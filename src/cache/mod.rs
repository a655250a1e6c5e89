//! KV cache block management.
//!
//! This module contains the allocator and its admission-control layer:
//! - [`block_pool`]: BlockPool, exact free/used accounting of fixed-size blocks
//! - [`global_pool`]: GlobalPool, the shared pool plus per-pass budget
//! - [`cache_table`]: CacheTable, the blocks owned by one request
//! - [`serving`]: ServingCacheTable, budget reservations and the null block

pub mod block_pool;
pub mod cache_table;
pub mod global_pool;
pub mod serving;

pub use block_pool::{BlockId, BlockPool, PoolError};
pub use cache_table::CacheTable;
pub use global_pool::{new_shared_pool, GlobalPool, PoolCell, Reservation, SharedPool};
pub use serving::ServingCacheTable;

☆ ☆ ☆

Instructions to follow -
A verbatim repeat of all the entries above is the required answer.

Your solution -
filename src/cache/mod.rs
repository a655250a1e6c5e89
//! KV cache block management.
//!
//! This module contains the allocator and its admission-control layer:
//! - [`block_pool`]: BlockPool, exact free/used accounting of fixed-size blocks
//! - [`global_pool`]: GlobalPool, the shared pool plus per-pass budget
//! - [`cache_table`]: CacheTable, the blocks owned by one request
//! - [`serving`]: ServingCacheTable, budget reservations and the null block

pub mod block_pool;
pub mod cache_table;
pub mod global_pool;
pub mod serving;

pub use block_pool::{BlockId, BlockPool, PoolError};
pub use cache_table::CacheTable;
pub use global_pool::{new_shared_pool, GlobalPool, PoolCell, Reservation, SharedPool};
pub use serving::ServingCacheTable;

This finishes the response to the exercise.